General: There should be opening for transition to a long-term non-ACE
solution (probably based on UTF-8). The ACE based solution should
be explicitly declared to be short-term.
stringprep:
clause 1.1: "aepfel" is a *fallback* for "Àpfel", they are not equivalent
at all. They sometimes (only sometimes) collate the same in German.
(One could argue that combining diaeresis and combining latin small
letter e are "more equivalent" (than the given example); but small
letter e as a diacritic above has fallen out of use.)
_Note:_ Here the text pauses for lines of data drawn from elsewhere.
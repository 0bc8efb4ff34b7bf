use std::path::PathBuf;

use serde::{Deserialize, Serialize};
use sluice_container::{ContainerTask, Sandbox};

use crate::error::FleetError;

/// Where a task executes.
#[derive(Debug, Clone, Copy, Default, PartialEq, Eq, Serialize, Deserialize)]
#[serde(rename_all = "snake_case")]
pub enum Target {
  /// In a sandbox on the manager's host.
  #[default]
  Local,
  /// As a job of the batch scheduler.
  Cluster,
}

/// Account and resources a task runs with.
#[derive(Debug, Clone, Copy, PartialEq, Eq, Serialize, Deserialize)]
pub struct Resources {
  pub owner_uid: Option<u32>,
  pub owner_gid: Option<u32>,
  pub priority: u32,
  pub cpu_count: u32,
  pub memory_mb: u64,
}

impl Default for Resources {
  fn default() -> Self {
    Self {
      owner_uid: None,
      owner_gid: None,
      priority: 0,
      cpu_count: 1,
      memory_mb: 0,
    }
  }
}

/// The unit of work handed to a worker.
///
/// Paths are derived from the sandbox and container task, so a descriptor
/// built through [`TaskDescriptor::new`] always agrees with what the
/// container runner will create.
#[derive(Debug, Clone, PartialEq, Serialize, Deserialize)]
pub struct TaskDescriptor {
  pub run_component_id: String,
  pub driver_path: String,
  pub args: Vec<String>,
  pub input_paths: Vec<PathBuf>,
  pub output_paths: Vec<PathBuf>,
  pub stdout_path: PathBuf,
  pub stderr_path: PathBuf,
  pub owner_uid: Option<u32>,
  pub owner_gid: Option<u32>,
  pub priority: u32,
  pub cpu_count: u32,
  pub memory_mb: u64,
  pub target: Target,
  pub container: ContainerTask,
  pub sandbox: PathBuf,
}

impl TaskDescriptor {
  pub fn new(
    run_component_id: impl Into<String>,
    container: ContainerTask,
    sandbox: impl Into<PathBuf>,
    resources: Resources,
    target: Target,
  ) -> Result<Self, FleetError> {
    let run_component_id = run_component_id.into();
    let sandbox = sandbox.into();
    let invalid = |message: &str| FleetError::InvalidDescriptor {
      component: run_component_id.clone(),
      message: message.to_string(),
    };

    if run_component_id.trim().is_empty() {
      return Err(invalid("component id must not be empty"));
    }
    if container.driver.trim().is_empty() && !container.is_multi_step() && container.app.is_none() {
      return Err(invalid("driver must not be empty"));
    }
    if container.outputs.is_empty() {
      return Err(invalid("a task must declare at least one output"));
    }
    if resources.cpu_count == 0 {
      return Err(invalid("cpu_count must be at least 1"));
    }
    if !sandbox.is_absolute() {
      return Err(invalid("sandbox path must be absolute"));
    }

    let layout = Sandbox::at(&sandbox);
    Ok(Self {
      driver_path: container.driver.clone(),
      args: container.args.clone(),
      input_paths: container.inputs.iter().map(|i| i.source.clone()).collect(),
      output_paths: container
        .outputs
        .iter()
        .map(|name| layout.output_dir().join(name))
        .collect(),
      stdout_path: layout.stdout_path(),
      stderr_path: layout.stderr_path(),
      owner_uid: resources.owner_uid,
      owner_gid: resources.owner_gid,
      priority: resources.priority,
      cpu_count: resources.cpu_count,
      memory_mb: resources.memory_mb,
      run_component_id,
      target,
      container,
      sandbox,
    })
  }
}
clause 3: [case] "mapping"; nameprep does not do case mapping, it does
case folding (not quite the same).
clause 4: "for KC" --> "form KC"
nameprep:
clause 1.2: "SYMBOLS" does not occur in the tables; though it should
[as I mentioned in another comment]...
clause 3.1: Khmer "INHERENT" vowels are invisible, and should in most
cases (if not all cases) be ignored, in IDNs in particular;
there may be a few mappings that should be done for Khmer for
mistaken encodings as characters)
clause 5.3: the replacement character is not used or display, it works
on the character level, not at the glyph level
clause 5.8: 10646 does not deprecate any characters; but Unicode does
deprecate those characters.
Kind regards
/kent k